Lo scorso 2 luglio se ne è andato Peter Brook, regista e drammaturgo geniale. Pilastro e punto di riferimento per il teatro contemporaneo, ha diretto oltre 30 spettacoli, una dozzina di opere liriche, 7 film ed è autore di testi teorici imprescindibili. Nato a Londra nel 1925 ma francese di adozione, viveva a Parigi dove, nel 1971, aveva fondato il Centre international de recherches théâtrales che tre anni dopo sarebbe diventato il teatro Des Bouffes du Nord, da lui diretto fino al 2010. Lascia un’idea di teatro rivoluzionaria e iconoclasta e spettacoli memorabili. Su tutti le sue letture di Shakespeare, ma anche di Sartre, Cocteau, Genet, Jarry, Beckett, Cechov, Dostoevskij… Come ha ricordato Le Monde nel lungo articolo che ripercorre la sua sterminata carriera «con lui se ne va una delle avventure teatrali più importanti della seconda parte del XX secolo, che ha fatto del teatro un favoloso strumento di esplorazione dell’umano, in tutte le sue dimensioni». Lo vogliamo ricordare attraverso le sue stesse parole.
«Il regista deve lasciarsi guidare fin dall’inizio da quello che chiamo un “oscuro presentimento” ossia una certa intuizione, potente ma vaga che indichi il primo contorno, la sorgente, a partire dalla quale lo spettacolo gli parli. Ciò che ha bisogno di sviluppare maggiormente nel suo lavoro, è un senso di ascolto. Giorno dopo giorno, intervenendo, commettendo errori o guardando ciò che succede in superficie, deve ascoltare all’interno, i movimenti segreti del processo nascosto. È in nome di questo ascolto che sarà costantemente insoddisfatto, che continuerà ad accettare e a rifiutare finché improvvisamente il suo orecchio interiore senta il suono che sperava e il suo occhio veda la forma che aspettava apparisse. Ciononostante in superficie tutte le tappe devono essere concrete, razionali – le questioni di visibilità, di cadenza, di chiarezza, di articolazione di energia, di musicalità, di varietà, di ritmo, tutto questo ha bisogno di essere osservato in mondo strettamente pratico e professionale. Il lavoro è quello di un artigiano e non c’è spazio per la falsa mistificazione, per i metodi magici contraffatti. Ecco la guida. È ciò che fa che un processo costantemente mutevole non sia un processo di confusione, ma un processo di crescita. È la chiave. È il segreto. Come potete constatare non c’è nessun segreto».

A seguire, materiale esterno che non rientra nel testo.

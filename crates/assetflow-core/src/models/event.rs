//! Events emitted on a single upload task's stream.

use serde::{Deserialize, Serialize};

use crate::models::AssetDocument;

/// Progress and terminal events for one upload task.
///
/// Within one task's stream, `Progress` percentages are non-decreasing and
/// `Complete` is always the last event.
#[derive(Clone, Debug, PartialEq, Serialize, Deserialize)]
#[serde(tag = "type", rename_all = "camelCase", rename_all_fields = "camelCase")]
pub enum UploadEvent {
    Progress {
        percent: f64,
    },
    Complete {
        asset_id: String,
        asset: AssetDocument,
    },
}

impl UploadEvent {
    pub fn is_terminal(&self) -> bool {
        matches!(self, UploadEvent::Complete { .. })
    }
}

#[cfg(test)]
mod tests {
    use super::*;

    #[test]
    fn test_tagged_serialization() {
        let event = UploadEvent::Progress { percent: 42.0 };
        let value = serde_json::to_value(&event).unwrap();
        assert_eq!(value["type"], "progress");
        assert_eq!(value["percent"], 42.0);
        assert!(!event.is_terminal());
    }

    #[test]
    fn test_complete_is_terminal() {
        let event = UploadEvent::Complete {
            asset_id: "asset-123".into(),
            asset: AssetDocument::with_id("asset-123"),
        };
        assert!(event.is_terminal());
        let value = serde_json::to_value(&event).unwrap();
        assert_eq!(value["type"], "complete");
        assert_eq!(value["assetId"], "asset-123");
    }
}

Peter Brook, The Shifting Point, 1987 (trad. Il punto in movimento 1946-1987, Ubulibri, 1995)
«Ogni forma di teatro ha qualcosa in comune con una visita dal dottore. Uscendo uno dovrebbe sempre sentirsi meglio di quando è entrato. Ma meglio come? Fisicamente, spiritualmente, moralmente? Penso dipenda dal senso di responsabilità dell’artista verso il pubblico. Le persone si sono affidate a te per due ore o più e tu devi dar loro un rispetto che deriva dalla fiducia in cosa stai facendo. Alla fine di una serata puoi aver incoraggiato ciò che di triviale, violento o distruttivo c’è in loro. O puoi aiutarli. Per questo dico che un pubblico può essere commosso, affascinato o – meglio ancora – portato a un silenzio che vibra intorno al teatro»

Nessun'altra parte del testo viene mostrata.